みかんぼうや

殺人狂時代のみかんぼうやのレビュー・感想・評価

殺人狂時代(1967年製作の映画)
4.2
【カルト映画としての強い支持に納得!鬼才・岡本喜八が届ける、今までに観たことのない奇怪、奇天烈な衝撃的殺人コメディ。】

なんじゃこりゃ~!奇怪!奇天烈!破天荒!まさに“鬼才”の業。こんな映画、岡本喜八監督でなければ作れない。究極の殺人コメディ。本作の前に観た「サイコ・ゴアマン」のインパクトが瞬時に吹っ飛んでしまうほどの衝撃。

ここで何かを語るよりも、アマプラの本作の「予告編」を30秒だけ観ていただきたいです。狂人たちの高笑いと「時計仕掛けのオレンジ」の導入のようなアーティスティックな精神病棟・・・それだけで、この作品の特異性を瞬時に理解できると思いますので。ただし、アマプラの「作品解説文」は読まないほうが良いと思います。中盤以降に分かる結構なネタバレが書かれています。

予告編だけでは分かりづらい話の導入だけ少し書きますと、精神病院を運営する溝呂木博士は「日本国人口調節審議会」なる組織を作り、自分の精神病院の患者を殺し屋に仕立て上げ、この世に不要な人間を殺すことを楽しんでいる。そんな溝呂木のもとに、ナチス秘密結社時代の同僚であるドイツ人博士が訪れ、「日本国人口調節審議会」の実力を試そうと3人の日本人の殺人を依頼する。しかし、そこには隠された本当の狙いがあった・・・

この設定を読んでも、何が起こるか想像がつかないのではないでしょうか。そう、実際に作品を観ていても、あまりに飛んだ設定なので、何が起こるか想像がつかないのです。しかしながら、実はストーリーの本筋はとても分かりやすく至ってシンプルな方向に進んでいきます。だから難解な作品にあるような迷子になることは全くない。ただ、コメディックでハチャメチャに進んでいくので、これでもかと次の展開がやってくる。

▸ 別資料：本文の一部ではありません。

// ── Login session ──
//
// Holds the authenticated username for the rest of the application.
// One handle is created by the shell and cloned to whoever needs it;
// all clones observe the same value.

use std::fmt;
use std::sync::Arc;

use arc_swap::ArcSwapOption;
use tracing::{debug, info};

/// Shared, lock-free holder of the logged-in username.
///
/// Written once per successful connect; read by any number of
/// downstream screens.
#[derive(Clone)]
pub struct LoginSession {
    username: Arc<ArcSwapOption<String>>,
}

impl LoginSession {
    pub fn new() -> Self {
        Self {
            username: Arc::new(ArcSwapOption::empty()),
        }
    }

    /// Store `name`, lower-cased.
    pub fn set_username(&self, name: &str) {
        let normalized = name.to_lowercase();
        info!(username = %normalized, "session established");
        self.username.store(Some(Arc::new(normalized)));
    }

    /// The logged-in username, or `None` if nobody has logged in.
    pub fn username(&self) -> Option<String> {
        self.username.load_full().map(|name| name.as_ref().clone())
    }

    pub fn is_logged_in(&self) -> bool {
        self.username.load().is_some()
    }

    /// Forget the current user (explicit logout).
    pub fn clear(&self) {
        if self.username.swap(None).is_some() {
            debug!("session cleared");
        }
    }
}

impl Default for LoginSession {
    fn default() -> Self {
        Self::new()
    }
}

impl fmt::Debug for LoginSession {
    fn fmt(&self, f: &mut fmt::Formatter<'_>) -> fmt::Result {
        f.debug_struct("LoginSession")
            .field("username", &self.username())
            .finish()
    }
}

そして、岡本喜八監督独特の奇妙にして面白味に溢れたカット割りや人物描写の構図、場面転換は、極めて邦画な画でありながらふとヨーロッパ映画を思わせる瞬間もあるユニークな映像を創り出し、物語の奇天烈さとの相乗効果の結果、他の邦画では決して味わえない独特の感覚が怒涛のように押し寄せてくる。

おまけに仲代達也演じる主人公をはじめとした登場人物たちがなんとも濃い。あの仲代達也が「キテレツ大百科の勉三さん」のようなド近眼おとぼけキャラで殺し屋たちと対峙していく。

理屈や常識で考えてはいけない作品。理屈で考えたら強引な辻褄合わせの連続ですから。あまり考えずぎずに感じて楽しむ究極のエンターテインメント映画だと思います。

岡本喜八監督作品は「肉弾」以来で、「肉弾」は“反戦コメディ”として、常にエンタメ性を大切にしながら、実はかなり強烈な皮肉的反戦メッセージを提示するという、軽快ながらも骨太な作品でしたが、こちらは完全にエンタメに振り切っている。ただ、どちらの作品も、ユニークな映像演出や編集と巧妙な展開は共通していて、ただただこの監督のセンスが好きでたまりません。

今年は岡本喜八監督の作品を10本以上は観ようと決めてU-NEXTやアマプラのマイリストに温めていましたが、この作品を観たことで、その消化速度が一気に上がることは間違いありません。